Bas Heijmans and Koen Dekkers calling from Sweden

"We already knew that lipids in our blood, such as triglycerides and cholesterol, can influence the behaviour of immune cells," says Professor of Biomedical Data Sciences Bas Heijmans. "We now show that these lipids dampen the activity of genes that play a key role in allergies." As a result, allergic reactions are less likely to occur.

First, the researchers mapped which genes are active in immune cells in over 3,200 people. "This turned out to be more than 17,000 genes," says Koen Dekkers, first author of the study. "Then, step by step, we figured out exactly which genes are affected by lipids in the blood, leading us to a group of genes that trigger allergic reactions." Using a cutting-edge analysis method in which the researchers combined blood levels of lipids, activity of genes and known genetic differences between people, they were able to show that this correlation is actually causal.

What happens in allergy?

An allergic reaction is characterised by an exaggerated response of your immune system to a harmless substance, think of pollen leading to hay fever. The researchers found that lipids mainly affect genes active in basophils. These are immune cells that, among other things, produce histamine and are crucial in triggering an allergic reaction.

Saturated vs unsaturated

Triglycerides in particular have an effect on these basophils, the researchers discovered. Blood triglyceride levels are determined partly by our DNA, but mainly by diet. "And that, of course, is very interesting," says Heijmans. "This could mean that patients with severe allergic reactions might benefit from administering extra triglycerides, or more precisely, the fatty acids that make up triglycerides." However, we are not there yet, Heijmans stresses. "First we need to test whether and, if so, which fatty acids actually have these beneficial effects. Is it mainly the healthy, unsaturated fatty acids? That would be good news. Or perhaps the unhealthy, saturated fatty acids?" It is also not clear yet how lipids change the behaviour of immune cells in this direction.

Unexpected twist

Allergies were not exactly Heijmans and Dekkers' area of expertise. "We did not expect at all that this study would point us in that direction," says Dekkers. Their eyes were set on cardiovascular diseases, in collaboration with Professor of Cardiology Wouter Jukema. "These diseases are driven by the interaction between fats and the immune system," says Heijmans. "We expected to discover in what way lipids affect genes involved in cardiovascular disease. But the effect on allergic reactions was much stronger." Their research had an unexpected outcome, but that doesn't dampen their enthusiasm. Heijmans: "Such a surprising discovery is like icing on the cake for a scientist."

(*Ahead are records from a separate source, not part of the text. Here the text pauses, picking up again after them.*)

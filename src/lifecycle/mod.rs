//! Lifecycle management subsystem.
//!
//! # Data Flow
//! ```text
//! Startup (startup.rs):
//!     Load config → Validate → Verifier + TLS + router → Bind listener
//!
//! Shutdown (shutdown.rs):
//!     Signal received → Stop accepting → Drain connections → Exit
//!
//! Signals (signals.rs):
//!     SIGTERM/SIGINT → Trigger graceful shutdown
//! ```
//!
//! # Design Decisions
//! - Ordered startup: config first, then TLS and routing, listener last
//! - Shutdown has a deadline: connections still open after the grace
//!   period are closed

pub mod shutdown;
pub mod signals;
pub mod startup;

pub use shutdown::Shutdown;
pub use startup::StartupError;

Will allergies now become a new focus area within their research? Dekkers, who now works at Uppsala University in Sweden, does not rule it out for the longer term: "I definitely see follow-up research in it, and it could just be that I pick this up again later." Heijmans: "Wouter Jukema and I are as interested as ever in the effect of fats on immune cells, but are now focusing again on their role in cardiovascular disease."

This study is a result of the national atherosclerosis consortium Genius, funded by the Heart Foundation and the Dutch CardioVascular Alliance. The research data used in this study were brought together thanks to a collaboration between the Vrije Universiteit and the university medical centres of Rotterdam, Groningen, Maastricht, Utrecht and Leiden within BBMRI-NL.